### Task statement
Could you copy, word for word, only the lines from the one containing "let before = m.to_string();" through the last line of the records below, both included?

### Records supplied
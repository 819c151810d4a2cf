//! Direct evaluator over the IR.
//!
//! Single-threaded reference semantics: byte-addressed storage for globals
//! and stack slots, little-endian integer encoding, pointer cells tracked
//! out-of-band so function addresses survive load/store/cmpxchg. `puts` and
//! `putchar` externs append to a captured output buffer, which is how the
//! end-to-end tests observe side effects.

use crate::ir::{
    BinOp, BlockId, Callee, Const, Function, GlobalInit, IcmpPred, Inst, Module, Operand,
    Terminator, Ty, Value,
};
use crate::result::{Error, Result};
use std::collections::HashMap;

const DEFAULT_STEP_LIMIT: u64 = 10_000_000;

/// A runtime value.
#[derive(Debug, Clone, PartialEq)]
pub enum Val {
    /// Integer of `bits` width, held zero-extended.
    Int { bits: u32, v: u64 },
    /// Pointer into an object.
    Ptr { obj: ObjId, off: i64 },
    /// Address of a function.
    Func(String),
    Null,
    Undef,
}

impl Val {
    pub fn i32(v: i32) -> Val {
        Val::Int {
            bits: 32,
            v: v as u32 as u64,
        }
    }

    /// Interpret an integer value as signed.
    pub fn as_i64(&self) -> Option<i64> {
        match self {
            Val::Int { bits, v } => Some(sign_extend(*v, *bits)),
            _ => None,
        }
    }
}

/// Identity of a memory object.
#[derive(Debug, Clone, PartialEq, Eq, Hash)]
pub enum ObjId {
    Global(String),
    Stack(usize),
}

/// One allocation: raw bytes plus out-of-band pointer cells keyed by offset.
#[derive(Debug, Clone, Default)]
struct MemObj {
    bytes: Vec<u8>,
    ptrs: HashMap<usize, Val>,
}

fn sign_extend(v: u64, bits: u32) -> i64 {
    if bits >= 64 {
        return v as i64;
    }
    let shift = 64 - bits;
    ((v << shift) as i64) >> shift
}
use crate::fixtures;
use chakravyuha_core::interp::{run, Val};
use chakravyuha_core::seed::Seed;
use chakravyuha_core::verify_module;
use chakravyuha_transform::pass::{run_named, PipelineConfig};

/// One module holding everything the scenarios exercise: a trivial identity,
/// a branch, a switch, a chain, and a printed string literal.
fn composite_module() -> chakravyuha_core::Module {
    let mut m = fixtures::hello_module("TEAM_CHAKRAVYUHA");
    m.add_function(fixtures::id_function());
    m.add_function(fixtures::abs_function());
    m.add_function(fixtures::chain_function("through", 5));
    m
}

fn assert_composite_behavior(m: &chakravyuha_core::Module) {
    for x in [-2, 0, 7, i32::MAX] {
        let (ret, _) = run(m, "id", &[Val::i32(x)]).unwrap();
        assert_eq!(ret.as_i64(), Some(x as i64), "id({x})");
    }
    for (x, want) in [(-5, 5), (0, 0), (9, 9)] {
        let (ret, _) = run(m, "abs", &[Val::i32(x)]).unwrap();
        assert_eq!(ret.as_i64(), Some(want), "abs({x})");
    }
    for x in [1, 12345] {
        let (ret, _) = run(m, "through", &[Val::i32(x)]).unwrap();
        assert_eq!(ret.as_i64(), Some(x as i64));
    }
    let (_, output) = run(m, "main", &[]).unwrap();
    assert_eq!(output, "TEAM_CHAKRAVYUHA\n");
}

#[test]
fn chakravyuha_all_preserves_every_behavior() {
    fixtures::init_tracing();
    let mut m = composite_module();
    let (_, report) = run_named(&mut m, "chakravyuha-all", &PipelineConfig::default()).unwrap();
    verify_module(&m).unwrap();
    assert_composite_behavior(&m);

    assert_eq!(
        report.passes_run,
        vec!["StringEncrypt", "ControlFlowFlattening", "FakeCodeInsertion"]
    );
    assert_eq!(report.strings_encrypted, 1);
    assert!(report.flattened_functions >= 2, "abs, main and the stubs");
    assert!(report.original_ir_size > 0);
    assert!(report.enable_string_encryption);
    assert!(report.enable_control_flow_flattening);
    assert!(report.enable_fake_code_insertion);
    assert!(!m.to_string().contains("TEAM_CHAKRAVYUHA"));
}

#[test]
fn pass_order_permutations_all_preserve_behavior() {
    let orders: [[&str; 3]; 3] = [
        [
            "chakravyuha-string-encrypt",
            "chakravyuha-control-flow-flatten",
            "chakravyuha-fake-code-insertion",
        ],
        [
            "chakravyuha-fake-code-insertion",
            "chakravyuha-string-encrypt",
            "chakravyuha-control-flow-flatten",
        ],
        [
            "chakravyuha-control-flow-flatten",
            "chakravyuha-fake-code-insertion",
            "chakravyuha-string-encrypt",
        ],
    ];
    for order in orders {
        let mut m = composite_module();
        for name in order {
            run_named(&mut m, name, &PipelineConfig::default()).unwrap();
            verify_module(&m).unwrap();
        }
        assert_composite_behavior(&m);
    }
}

#[test]
fn each_pass_alone_preserves_behavior() {
    for name in [
        "chakravyuha-string-encrypt",
        "chakravyuha-control-flow-flatten",
        "chakravyuha-fake-code-insertion",
    ] {
        let mut m = composite_module();
        run_named(&mut m, name, &PipelineConfig::default()).unwrap();
        verify_module(&m).unwrap();
        assert_composite_behavior(&m);
    }
}

#[test]
fn pinned_seed_reproduces_the_module_byte_for_byte() {
    let seed = Seed::from_hex(
        "0xc0ffeec0ffeec0ffeec0ffeec0ffeec0ffeec0ffeec0ffeec0ffeec0ffeec0ff",
    )
    .unwrap();
    let mut a = composite_module();
    let mut b = composite_module();
    run_named(&mut a, "chakravyuha-all", &PipelineConfig::with_seed(seed.clone())).unwrap();
    run_named(&mut b, "chakravyuha-all", &PipelineConfig::with_seed(seed)).unwrap();
    assert_eq!(a.to_string(), b.to_string());
}

#[test]
fn obfuscation_increases_cfg_complexity() {
    let mut m = composite_module();
    let before = chakravyuha_analysis::collect_metrics(&m);
    run_named(&mut m, "chakravyuha-all", &PipelineConfig::default()).unwrap();
    let after = chakravyuha_analysis::collect_metrics(&m);
    assert!(after.block_cnt > before.block_cnt);
    assert!(after.edge_cnt > before.edge_cnt);
    assert!(after.potency > before.potency);
}

#[test]
fn report_pass_alone_emits_without_mutating() {
    let mut m = composite_module();
    let before = m.to_string();
    let (preserved, _) =
        run_named(&mut m, "chakravyuha-emit-report", &PipelineConfig::default()).unwrap();
    assert_eq!(preserved, chakravyuha_transform::PreservedAnalyses::All);
    assert_eq!(m.to_string(), before);
}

### Output for this exercise
    let before = m.to_string();
    let (preserved, _) =
        run_named(&mut m, "chakravyuha-emit-report", &PipelineConfig::default()).unwrap();
    assert_eq!(preserved, chakravyuha_transform::PreservedAnalyses::All);
    assert_eq!(m.to_string(), before);
}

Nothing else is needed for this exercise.